* _EXERCISE REQUIREMENTS_
Search the listing below for the string "AppState", then copy every line it appears in.

(EXERCISE MATERIALS)

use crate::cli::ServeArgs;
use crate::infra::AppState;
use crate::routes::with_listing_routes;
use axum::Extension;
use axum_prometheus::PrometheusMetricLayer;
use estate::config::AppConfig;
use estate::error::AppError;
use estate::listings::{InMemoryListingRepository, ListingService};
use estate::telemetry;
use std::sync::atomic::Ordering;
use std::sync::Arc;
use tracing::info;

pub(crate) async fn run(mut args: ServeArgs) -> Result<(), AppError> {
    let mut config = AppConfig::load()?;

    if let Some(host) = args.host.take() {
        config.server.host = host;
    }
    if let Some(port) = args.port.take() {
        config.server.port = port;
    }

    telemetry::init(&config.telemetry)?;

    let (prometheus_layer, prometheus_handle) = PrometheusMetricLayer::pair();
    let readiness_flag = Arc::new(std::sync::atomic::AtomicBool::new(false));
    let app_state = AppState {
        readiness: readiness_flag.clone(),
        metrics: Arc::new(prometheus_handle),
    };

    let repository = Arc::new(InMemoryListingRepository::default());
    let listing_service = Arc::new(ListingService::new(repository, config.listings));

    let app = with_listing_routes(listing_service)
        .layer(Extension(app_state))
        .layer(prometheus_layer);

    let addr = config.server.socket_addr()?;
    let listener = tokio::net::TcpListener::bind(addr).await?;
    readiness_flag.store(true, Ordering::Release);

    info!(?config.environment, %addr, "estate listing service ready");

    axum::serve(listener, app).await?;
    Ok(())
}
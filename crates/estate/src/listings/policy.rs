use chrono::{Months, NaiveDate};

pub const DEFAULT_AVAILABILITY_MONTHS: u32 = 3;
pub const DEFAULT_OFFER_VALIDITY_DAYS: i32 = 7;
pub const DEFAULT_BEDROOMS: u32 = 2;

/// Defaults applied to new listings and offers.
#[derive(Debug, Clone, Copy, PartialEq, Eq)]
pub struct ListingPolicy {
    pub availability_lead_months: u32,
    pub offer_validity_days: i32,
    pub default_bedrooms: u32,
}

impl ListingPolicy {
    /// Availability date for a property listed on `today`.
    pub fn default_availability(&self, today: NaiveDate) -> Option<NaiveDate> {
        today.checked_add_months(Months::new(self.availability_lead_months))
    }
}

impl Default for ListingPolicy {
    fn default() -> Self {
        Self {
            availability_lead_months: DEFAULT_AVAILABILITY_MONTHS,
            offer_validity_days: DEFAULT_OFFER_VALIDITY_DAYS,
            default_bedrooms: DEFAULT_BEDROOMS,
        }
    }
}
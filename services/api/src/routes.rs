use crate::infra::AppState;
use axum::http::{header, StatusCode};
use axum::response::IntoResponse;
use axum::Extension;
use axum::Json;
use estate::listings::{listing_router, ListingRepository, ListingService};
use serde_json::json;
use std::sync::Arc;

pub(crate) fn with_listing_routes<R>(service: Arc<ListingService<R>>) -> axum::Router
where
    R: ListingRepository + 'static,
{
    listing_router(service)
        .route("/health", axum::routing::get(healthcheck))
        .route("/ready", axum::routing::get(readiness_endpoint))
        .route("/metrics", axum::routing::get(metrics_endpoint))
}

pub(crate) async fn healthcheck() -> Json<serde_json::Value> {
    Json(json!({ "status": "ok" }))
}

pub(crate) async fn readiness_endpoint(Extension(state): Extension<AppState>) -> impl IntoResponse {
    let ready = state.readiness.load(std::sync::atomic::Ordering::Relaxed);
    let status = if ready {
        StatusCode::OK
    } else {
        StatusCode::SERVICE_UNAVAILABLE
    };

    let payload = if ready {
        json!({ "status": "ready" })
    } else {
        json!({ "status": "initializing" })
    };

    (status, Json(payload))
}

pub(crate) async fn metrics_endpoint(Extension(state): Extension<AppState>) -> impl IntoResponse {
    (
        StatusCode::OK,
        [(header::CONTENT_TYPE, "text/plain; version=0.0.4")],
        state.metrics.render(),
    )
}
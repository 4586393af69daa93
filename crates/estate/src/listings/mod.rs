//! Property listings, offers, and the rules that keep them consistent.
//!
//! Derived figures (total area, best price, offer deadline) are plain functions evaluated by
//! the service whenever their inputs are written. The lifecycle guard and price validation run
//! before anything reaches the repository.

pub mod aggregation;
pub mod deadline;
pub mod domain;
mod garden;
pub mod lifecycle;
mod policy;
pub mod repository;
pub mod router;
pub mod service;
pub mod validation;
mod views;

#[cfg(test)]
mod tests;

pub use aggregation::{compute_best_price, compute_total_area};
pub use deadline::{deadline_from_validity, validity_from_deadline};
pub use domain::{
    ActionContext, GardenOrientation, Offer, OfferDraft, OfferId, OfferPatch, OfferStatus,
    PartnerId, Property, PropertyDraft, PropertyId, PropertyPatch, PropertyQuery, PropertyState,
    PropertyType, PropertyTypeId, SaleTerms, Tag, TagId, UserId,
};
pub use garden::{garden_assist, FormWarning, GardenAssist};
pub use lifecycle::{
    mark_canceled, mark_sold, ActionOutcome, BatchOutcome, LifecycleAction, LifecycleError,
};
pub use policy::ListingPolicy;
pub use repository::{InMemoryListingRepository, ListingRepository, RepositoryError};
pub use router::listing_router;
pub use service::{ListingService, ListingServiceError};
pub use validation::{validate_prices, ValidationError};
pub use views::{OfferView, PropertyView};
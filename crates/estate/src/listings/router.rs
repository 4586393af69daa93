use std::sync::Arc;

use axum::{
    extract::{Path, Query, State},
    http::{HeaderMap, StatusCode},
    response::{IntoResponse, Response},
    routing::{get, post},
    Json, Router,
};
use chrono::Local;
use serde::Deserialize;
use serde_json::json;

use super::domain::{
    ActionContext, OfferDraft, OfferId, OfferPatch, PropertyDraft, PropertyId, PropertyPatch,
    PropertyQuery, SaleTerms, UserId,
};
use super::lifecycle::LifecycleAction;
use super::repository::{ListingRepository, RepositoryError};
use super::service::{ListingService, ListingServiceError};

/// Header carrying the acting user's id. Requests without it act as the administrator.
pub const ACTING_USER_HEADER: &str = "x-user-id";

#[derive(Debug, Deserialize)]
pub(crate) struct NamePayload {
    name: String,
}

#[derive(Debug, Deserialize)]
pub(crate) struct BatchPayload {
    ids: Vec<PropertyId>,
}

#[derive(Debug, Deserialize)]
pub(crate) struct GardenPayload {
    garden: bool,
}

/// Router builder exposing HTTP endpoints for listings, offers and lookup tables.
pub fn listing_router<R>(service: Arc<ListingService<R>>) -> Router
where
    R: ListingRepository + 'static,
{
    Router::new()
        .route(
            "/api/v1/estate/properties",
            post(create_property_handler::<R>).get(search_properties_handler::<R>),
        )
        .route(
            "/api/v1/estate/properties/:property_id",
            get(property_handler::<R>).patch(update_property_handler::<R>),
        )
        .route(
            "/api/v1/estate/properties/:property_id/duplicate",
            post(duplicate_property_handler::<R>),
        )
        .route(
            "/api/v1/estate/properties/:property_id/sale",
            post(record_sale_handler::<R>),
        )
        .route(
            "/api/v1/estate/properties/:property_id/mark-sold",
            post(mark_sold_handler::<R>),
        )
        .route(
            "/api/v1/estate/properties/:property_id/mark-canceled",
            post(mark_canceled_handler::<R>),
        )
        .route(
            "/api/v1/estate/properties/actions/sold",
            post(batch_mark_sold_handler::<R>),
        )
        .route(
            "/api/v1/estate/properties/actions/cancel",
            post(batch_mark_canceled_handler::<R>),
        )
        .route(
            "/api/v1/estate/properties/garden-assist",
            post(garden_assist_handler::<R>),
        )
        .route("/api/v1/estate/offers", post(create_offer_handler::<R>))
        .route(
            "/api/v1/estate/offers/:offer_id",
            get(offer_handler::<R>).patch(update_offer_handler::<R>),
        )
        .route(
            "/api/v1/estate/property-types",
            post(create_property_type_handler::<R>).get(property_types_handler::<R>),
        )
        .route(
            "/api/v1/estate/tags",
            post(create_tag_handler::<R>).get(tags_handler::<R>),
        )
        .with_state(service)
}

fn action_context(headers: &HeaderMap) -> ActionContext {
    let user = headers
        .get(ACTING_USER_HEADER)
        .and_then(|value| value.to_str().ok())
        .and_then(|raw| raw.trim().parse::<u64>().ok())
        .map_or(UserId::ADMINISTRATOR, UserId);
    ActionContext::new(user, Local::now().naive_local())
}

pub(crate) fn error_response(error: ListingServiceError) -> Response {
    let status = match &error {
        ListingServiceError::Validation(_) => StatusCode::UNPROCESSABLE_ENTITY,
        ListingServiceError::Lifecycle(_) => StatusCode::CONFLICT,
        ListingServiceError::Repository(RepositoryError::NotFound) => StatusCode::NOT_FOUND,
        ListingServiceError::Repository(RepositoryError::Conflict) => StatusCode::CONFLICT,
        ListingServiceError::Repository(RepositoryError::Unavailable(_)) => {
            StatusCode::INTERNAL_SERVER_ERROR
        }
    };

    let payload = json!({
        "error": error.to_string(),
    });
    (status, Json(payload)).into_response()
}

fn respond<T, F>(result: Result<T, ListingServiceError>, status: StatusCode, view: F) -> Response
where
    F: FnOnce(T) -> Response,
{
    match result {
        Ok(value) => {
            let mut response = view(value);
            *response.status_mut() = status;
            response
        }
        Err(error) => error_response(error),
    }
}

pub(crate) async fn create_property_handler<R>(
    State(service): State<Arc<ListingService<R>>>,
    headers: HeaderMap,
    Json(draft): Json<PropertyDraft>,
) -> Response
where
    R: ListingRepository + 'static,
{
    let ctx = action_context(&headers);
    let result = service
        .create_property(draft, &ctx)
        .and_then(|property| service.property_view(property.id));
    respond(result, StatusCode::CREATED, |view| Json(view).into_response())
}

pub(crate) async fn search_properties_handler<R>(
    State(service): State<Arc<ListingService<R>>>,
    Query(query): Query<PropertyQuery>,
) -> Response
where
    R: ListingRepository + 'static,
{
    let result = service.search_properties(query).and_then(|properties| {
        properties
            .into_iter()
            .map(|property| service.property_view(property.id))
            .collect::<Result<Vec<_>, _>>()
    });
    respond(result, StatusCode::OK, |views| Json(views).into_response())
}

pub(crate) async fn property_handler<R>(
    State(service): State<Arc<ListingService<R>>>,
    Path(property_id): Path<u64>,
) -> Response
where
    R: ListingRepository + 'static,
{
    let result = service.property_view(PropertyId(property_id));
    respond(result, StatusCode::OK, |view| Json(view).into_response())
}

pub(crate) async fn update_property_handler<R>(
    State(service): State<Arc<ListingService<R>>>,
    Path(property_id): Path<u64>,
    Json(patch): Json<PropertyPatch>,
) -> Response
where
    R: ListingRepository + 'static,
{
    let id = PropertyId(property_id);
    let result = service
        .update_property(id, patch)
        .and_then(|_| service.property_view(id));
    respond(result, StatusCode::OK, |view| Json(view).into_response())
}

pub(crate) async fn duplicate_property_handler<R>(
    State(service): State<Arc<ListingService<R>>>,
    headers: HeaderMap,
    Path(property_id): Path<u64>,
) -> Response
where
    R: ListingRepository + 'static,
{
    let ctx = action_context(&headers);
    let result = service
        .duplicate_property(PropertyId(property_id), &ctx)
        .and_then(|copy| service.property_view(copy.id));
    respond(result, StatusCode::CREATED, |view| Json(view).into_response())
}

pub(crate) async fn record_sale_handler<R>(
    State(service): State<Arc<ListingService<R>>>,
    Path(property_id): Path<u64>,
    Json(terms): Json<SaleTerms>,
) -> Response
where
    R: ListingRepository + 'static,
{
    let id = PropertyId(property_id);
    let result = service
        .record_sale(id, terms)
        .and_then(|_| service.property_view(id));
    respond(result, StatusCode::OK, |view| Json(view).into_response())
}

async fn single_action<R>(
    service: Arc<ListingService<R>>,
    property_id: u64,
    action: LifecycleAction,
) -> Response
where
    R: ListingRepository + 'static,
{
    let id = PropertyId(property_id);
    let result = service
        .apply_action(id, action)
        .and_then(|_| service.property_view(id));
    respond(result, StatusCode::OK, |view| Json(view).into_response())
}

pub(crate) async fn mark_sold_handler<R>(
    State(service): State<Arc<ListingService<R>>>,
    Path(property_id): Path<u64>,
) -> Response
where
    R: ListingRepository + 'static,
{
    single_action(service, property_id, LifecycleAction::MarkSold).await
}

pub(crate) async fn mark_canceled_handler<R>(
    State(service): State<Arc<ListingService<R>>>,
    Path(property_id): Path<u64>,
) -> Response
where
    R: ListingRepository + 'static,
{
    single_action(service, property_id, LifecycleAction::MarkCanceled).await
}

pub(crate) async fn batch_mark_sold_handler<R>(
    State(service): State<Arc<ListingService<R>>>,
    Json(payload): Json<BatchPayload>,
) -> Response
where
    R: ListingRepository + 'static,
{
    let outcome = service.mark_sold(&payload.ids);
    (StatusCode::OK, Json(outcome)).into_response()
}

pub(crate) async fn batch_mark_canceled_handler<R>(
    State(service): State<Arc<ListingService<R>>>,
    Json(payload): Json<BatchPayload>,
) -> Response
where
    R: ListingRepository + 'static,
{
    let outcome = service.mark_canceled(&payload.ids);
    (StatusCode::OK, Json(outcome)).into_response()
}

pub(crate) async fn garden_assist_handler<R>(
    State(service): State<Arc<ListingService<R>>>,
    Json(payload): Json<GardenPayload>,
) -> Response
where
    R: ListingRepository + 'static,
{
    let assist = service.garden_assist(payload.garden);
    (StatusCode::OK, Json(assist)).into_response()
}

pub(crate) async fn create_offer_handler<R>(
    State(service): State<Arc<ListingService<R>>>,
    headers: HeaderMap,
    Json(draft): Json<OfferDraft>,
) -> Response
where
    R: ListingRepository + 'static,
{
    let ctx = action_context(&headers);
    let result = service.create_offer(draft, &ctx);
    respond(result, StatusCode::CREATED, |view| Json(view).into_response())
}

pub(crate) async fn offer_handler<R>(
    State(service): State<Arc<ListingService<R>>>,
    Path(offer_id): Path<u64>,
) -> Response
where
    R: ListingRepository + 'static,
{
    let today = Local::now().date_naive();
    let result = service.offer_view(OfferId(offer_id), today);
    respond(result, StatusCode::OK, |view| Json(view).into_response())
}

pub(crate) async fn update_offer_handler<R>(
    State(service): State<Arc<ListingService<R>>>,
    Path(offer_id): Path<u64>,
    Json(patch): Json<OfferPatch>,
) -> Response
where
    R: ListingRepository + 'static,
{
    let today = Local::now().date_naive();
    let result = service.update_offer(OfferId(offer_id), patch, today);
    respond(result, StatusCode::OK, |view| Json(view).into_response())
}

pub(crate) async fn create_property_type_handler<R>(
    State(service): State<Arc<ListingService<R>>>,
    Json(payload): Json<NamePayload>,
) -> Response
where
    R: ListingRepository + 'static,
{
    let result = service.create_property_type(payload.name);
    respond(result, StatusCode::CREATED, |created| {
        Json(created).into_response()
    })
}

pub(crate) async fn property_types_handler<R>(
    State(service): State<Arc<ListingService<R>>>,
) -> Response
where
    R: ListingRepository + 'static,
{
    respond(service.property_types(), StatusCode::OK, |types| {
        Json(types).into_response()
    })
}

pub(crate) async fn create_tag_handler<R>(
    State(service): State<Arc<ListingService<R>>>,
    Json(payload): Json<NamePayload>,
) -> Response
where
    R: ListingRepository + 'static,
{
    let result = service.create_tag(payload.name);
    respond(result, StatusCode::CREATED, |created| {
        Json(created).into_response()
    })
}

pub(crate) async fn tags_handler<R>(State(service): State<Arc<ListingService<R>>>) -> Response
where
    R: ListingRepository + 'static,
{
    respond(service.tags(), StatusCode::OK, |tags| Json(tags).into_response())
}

(End EXERCISE MATERIALS)

* _RESPONSE TO THE TASK_
use crate::infra::AppState;
    let app_state = AppState {
use crate::infra::AppState;
pub(crate) async fn readiness_endpoint(Extension(state): Extension<AppState>) -> impl IntoResponse {
pub(crate) async fn metrics_endpoint(Extension(state): Extension<AppState>) -> impl IntoResponse {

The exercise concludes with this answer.